(Collected data entries)
==========
//! Factorial kernels. All variants yield `n!` as an `f64`, which stays exact up to `22!` and
//! finite up to `170!`. Beyond that the result saturates to infinity.

use std::sync::RwLock;

/// The largest `n` for which `n!` is finite in double precision.
pub const MAX_FINITE: u8 = 170;

pub trait Factorial {
    fn get(&self, n: u8) -> f64;

    /// Natural logarithm of `n!`, i.e., `lnΓ(n + 1)`.
    #[inline]
    fn ln(&self, n: u8) -> f64 {
        if n <= MAX_FINITE {
            self.get(n).ln()
        } else {
            (2..=n).map(|i| f64::ln(i as f64)).sum()
        }
    }
}

#[derive(Default)]
pub struct Calculator;

impl Factorial for Calculator {
    #[inline]
    fn get(&self, n: u8) -> f64 {
        let mut product = 1.0;
        for i in 2..=n {
            product *= i as f64;
        }
        product
    }
}

const MAX_ENTRIES: usize = MAX_FINITE as usize + 1;

/// A fully precomputed table. Immutable once built, so it may be shared freely.
pub struct Lookup {
    entries: Box<[f64; MAX_ENTRIES]>,
}
impl Factorial for Lookup {
    #[inline]
    fn get(&self, n: u8) -> f64 {
        self.entries.get(n as usize).copied().unwrap_or(f64::INFINITY)
    }
}

impl Default for Lookup {
    fn default() -> Self {
        let mut entries = Box::new([1.0; MAX_ENTRIES]);
        for i in 2..MAX_ENTRIES {
            entries[i] = i as f64 * entries[i - 1];
        }
        Self { entries }
    }
}

/// An incrementally grown cache. Entries are only ever appended: a request for `n` extends the
/// cache from the highest previously computed entry, and lower entries are never recomputed.
///
/// The cache sits behind a lock, so a single `Memo` may be shared across threads.
pub struct Memo {
    entries: RwLock<Vec<f64>>,
}
impl Memo {
    /// Number of entries currently held, i.e., one more than the highest `n` computed so far.
    pub fn len(&self) -> usize {
        self.read_entries(|entries| entries.len())
    }

    pub fn is_empty(&self) -> bool {
        self.len() == 0
    }

    /// Drops every entry above `1!`.
    pub fn reset(&self) {
        let mut entries = self.entries.write().unwrap_or_else(|poisoned| poisoned.into_inner());
        entries.truncate(2);
    }

    /// Factorial of an arbitrary real. Negative, fractional or non-finite arguments yield `0`.
    pub fn checked(&self, n: f64) -> f64 {
        if !n.is_finite() || n < 0.0 || n.fract() != 0.0 {
            0.0
        } else if n > MAX_FINITE as f64 {
            f64::INFINITY
        } else {
            self.get(n as u8)
        }
    }

    fn read_entries<R>(&self, f: impl FnOnce(&[f64]) -> R) -> R {
        let entries = self.entries.read().unwrap_or_else(|poisoned| poisoned.into_inner());
        f(&entries)
    }
}

impl Default for Memo {
    fn default() -> Self {
        Self {
            entries: RwLock::new(vec![1.0, 1.0]),
        }
    }
}

impl Factorial for Memo {
    fn get(&self, n: u8) -> f64 {
        if n > MAX_FINITE {
            return f64::INFINITY;
        }
        let index = n as usize;
        if let Some(cached) = self.read_entries(|entries| entries.get(index).copied()) {
            return cached;
        }

        let mut entries = self.entries.write().unwrap_or_else(|poisoned| poisoned.into_inner());
        // another writer may have extended the cache while the lock was released
        while entries.len() <= index {
            let next = entries.len();
            let product = next as f64 * entries[next - 1];
            entries.push(product);
        }
        entries[index]
    }
}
==========
EXERCISE
Quote exactly the first line of the data and every line after it through the one holding "be shared freely.".

YOUR SOLUTION
//! Factorial kernels. All variants yield `n!` as an `f64`, which stays exact up to `22!` and
//! finite up to `170!`. Beyond that the result saturates to infinity.

use std::sync::RwLock;

/// The largest `n` for which `n!` is finite in double precision.
pub const MAX_FINITE: u8 = 170;

pub trait Factorial {
    fn get(&self, n: u8) -> f64;

    /// Natural logarithm of `n!`, i.e., `lnΓ(n + 1)`.
    #[inline]
    fn ln(&self, n: u8) -> f64 {
        if n <= MAX_FINITE {
            self.get(n).ln()
        } else {
            (2..=n).map(|i| f64::ln(i as f64)).sum()
        }
    }
}

#[derive(Default)]
pub struct Calculator;

impl Factorial for Calculator {
    #[inline]
    fn get(&self, n: u8) -> f64 {
        let mut product = 1.0;
        for i in 2..=n {
            product *= i as f64;
        }
        product
    }
}

const MAX_ENTRIES: usize = MAX_FINITE as usize + 1;

/// A fully precomputed table. Immutable once built, so it may be shared freely.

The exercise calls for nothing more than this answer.